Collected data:
————
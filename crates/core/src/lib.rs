//! # Artifacts Core
//!
//! Document assembly engine for OP consultation records.
//!
//! This crate turns one patient's structured encounter data into a FHIR document bundle:
//! - code lookup tables and the lab-panel matcher
//! - resource builders with shared identity/timestamp handling
//! - one section assembler per clinical category, run in a fixed order
//! - the document composer and bundle builder, with a final consistency check
//!
//! **No API concerns**: HTTP servers, CLI parsing and environment handling belong in `api-rest`,
//! `cli` and the binaries. Core code never reads environment variables.

pub mod bundle;
pub mod composer;
pub mod config;
pub mod constants;
pub mod error;
pub mod input;
pub mod matcher;
pub mod narrative;
pub mod resources;
pub mod sections;
pub mod terminology;
pub mod validation;
pub mod warning;

pub use composer::{AssembledDocument, DocumentComposer};
pub use config::AssemblyConfig;
pub use error::{AssemblyError, AssemblyResult};
pub use input::{Category, ClinicalData};
pub use terminology::{CodeTables, TermCategory};
pub use warning::{AssemblyWarning, WarningKind};

use artifacts_uuid::{Clock, IdentityProvider, SystemClock, UuidIdProvider};
use fhir::{Bundle, BundleCodec};
use std::sync::Arc;

/// Serialised document text plus the warnings raised while assembling it.
#[derive(Clone, Debug)]
pub struct GeneratedDocument {
    pub text: String,
    pub warnings: Vec<AssemblyWarning>,
}

/// Assembly service shared across requests.
///
/// Holds only read-only configuration and thread-safe collaborators, so one instance can serve
/// concurrent requests without locking.
#[derive(Clone)]
pub struct ArtifactService {
    cfg: Arc<AssemblyConfig>,
    ids: Arc<dyn IdentityProvider>,
    clock: Arc<dyn Clock>,
}

impl ArtifactService {
    /// Creates a service with random UUID identifiers and the system clock.
    pub fn new(cfg: Arc<AssemblyConfig>) -> Self {
        Self::with_collaborators(cfg, Arc::new(UuidIdProvider), Arc::new(SystemClock))
    }

    pub fn with_collaborators(
        cfg: Arc<AssemblyConfig>,
        ids: Arc<dyn IdentityProvider>,
        clock: Arc<dyn Clock>,
    ) -> Self {
        Self { cfg, ids, clock }
    }

    pub fn config(&self) -> &AssemblyConfig {
        &self.cfg
    }

    /// Assembles a document bundle.
    ///
    /// # Errors
    ///
    /// Returns an [`AssemblyError`] on any structural fault. No partial document is returned.
    pub fn assemble(&self, data: &ClinicalData) -> AssemblyResult<AssembledDocument> {
        let composer = DocumentComposer::new(&self.cfg, self.ids.as_ref(), self.clock.as_ref());
        match composer.compose(data) {
            Ok(doc) => {
                tracing::info!(
                    bundle = %doc.bundle.id,
                    entries = doc.bundle.entry.len(),
                    warnings = doc.warnings.len(),
                    "document assembled"
                );
                Ok(doc)
            }
            Err(e) => {
                tracing::error!(error = %e, "document assembly failed");
                Err(e)
            }
        }
    }

    /// Assembles a document and encodes it with the configured formatting.
    ///
    /// # Errors
    ///
    /// Returns an [`AssemblyError`] on any structural or encoding fault.
    pub fn generate(&self, data: &ClinicalData) -> AssemblyResult<GeneratedDocument> {
        let doc = self.assemble(data)?;
        let text = BundleCodec::encode(&doc.bundle, self.cfg.pretty()).map_err(|e| {
            tracing::error!(error = %e, "document encoding failed");
            AssemblyError::from(e)
        })?;
        Ok(GeneratedDocument {
            text,
            warnings: doc.warnings,
        })
    }

    /// Decodes a serialised document and checks its structural invariants.
    ///
    /// # Errors
    ///
    /// Returns [`AssemblyError::Encoding`] if the text is not a bundle, or the first consistency
    /// violation found.
    pub fn validate_document(text: &str) -> AssemblyResult<Bundle> {
        let bundle = BundleCodec::decode(text)?;
        bundle::check_consistency(&bundle)?;
        Ok(bundle)
    }
}

#[cfg(test)]
mod tests {
    use super::*;
    use artifacts_uuid::{FixedClock, SequentialIdProvider};
    use chrono::{TimeZone, Utc};

    fn service(pretty: bool) -> ArtifactService {
        ArtifactService::with_collaborators(
            Arc::new(AssemblyConfig::default().with_pretty(pretty)),
            Arc::new(SequentialIdProvider::new("svc").unwrap()),
            Arc::new(FixedClock(Utc.with_ymd_and_hms(2024, 5, 1, 9, 30, 0).unwrap())),
        )
    }

    fn input() -> ClinicalData {
        serde_yaml::from_str(
            "patient:\n  id: pat-9\nallergyIntolerance:\n  - name: Egg\n    type: food\n  - name: Pollen\n    type: environment\n",
        )
        .unwrap()
    }

    #[test]
    fn generate_encodes_and_reports_warnings() {
        let out = service(false).generate(&input()).unwrap();
        assert!(!out.text.contains('\n'));
        assert!(out.text.starts_with(r#"{"resourceType":"Bundle""#));
        assert_eq!(out.warnings.len(), 1);
        assert_eq!(out.warnings[0].item, "Pollen");
    }

    #[test]
    fn generated_text_validates() {
        let out = service(true).generate(&input()).unwrap();
        assert!(out.text.contains('\n'));
        let bundle = ArtifactService::validate_document(&out.text).unwrap();
        assert_eq!(bundle.entry.len(), 3);
    }

    #[test]
    fn validate_rejects_non_bundles() {
        assert!(matches!(
            ArtifactService::validate_document(r#"{"resourceType":"Patient"}"#),
            Err(AssemblyError::Encoding(_))
        ));
    }

    #[test]
    fn assembly_failures_are_uniform() {
        let mut data = input();
        data.patient.id = String::new();
        let err = service(true).assemble(&data).unwrap_err();
        assert_eq!(err.public_message(), "assembly failed");
    }

    #[test]
    fn non_finite_lab_values_never_reach_the_encoder() {
        let nan: ClinicalData =
            serde_yaml::from_str("patient:\n  id: pat-9\ndiagnostic:\n  cbc:\n    hemoglobin: .nan\n")
                .unwrap();
        assert!(matches!(
            service(false).generate(&nan),
            Err(AssemblyError::InvalidInput(_))
        ));

        let inf: ClinicalData = serde_yaml::from_str(
            "patient:\n  id: pat-9\ndiagnostic:\n  bioChemistry:\n    lipidProfile:\n      tests:\n        - testName: Total Cholesterol\n          result: .inf\n          unitOfMeasurement: mg/dL\n",
        )
        .unwrap();
        assert!(matches!(
            service(false).generate(&inf),
            Err(AssemblyError::InvalidInput(_))
        ));
    }
}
————
(WHAT THE TASK ASKS): Look above for the line containing "# Artifacts Core". Output from there through the line containing "requests without locking.", exactly and inclusively.

(OUTPUT FOR THIS EXERCISE):
//! # Artifacts Core
//!
//! Document assembly engine for OP consultation records.
//!
//! This crate turns one patient's structured encounter data into a FHIR document bundle:
//! - code lookup tables and the lab-panel matcher
//! - resource builders with shared identity/timestamp handling
//! - one section assembler per clinical category, run in a fixed order
//! - the document composer and bundle builder, with a final consistency check
//!
//! **No API concerns**: HTTP servers, CLI parsing and environment handling belong in `api-rest`,
//! `cli` and the binaries. Core code never reads environment variables.

pub mod bundle;
pub mod composer;
pub mod config;
pub mod constants;
pub mod error;
pub mod input;
pub mod matcher;
pub mod narrative;
pub mod resources;
pub mod sections;
pub mod terminology;
pub mod validation;
pub mod warning;

pub use composer::{AssembledDocument, DocumentComposer};
pub use config::AssemblyConfig;
pub use error::{AssemblyError, AssemblyResult};
pub use input::{Category, ClinicalData};
pub use terminology::{CodeTables, TermCategory};
pub use warning::{AssemblyWarning, WarningKind};

use artifacts_uuid::{Clock, IdentityProvider, SystemClock, UuidIdProvider};
use fhir::{Bundle, BundleCodec};
use std::sync::Arc;

/// Serialised document text plus the warnings raised while assembling it.
#[derive(Clone, Debug)]
pub struct GeneratedDocument {
    pub text: String,
    pub warnings: Vec<AssemblyWarning>,
}

/// Assembly service shared across requests.
///
/// Holds only read-only configuration and thread-safe collaborators, so one instance can serve
/// concurrent requests without locking.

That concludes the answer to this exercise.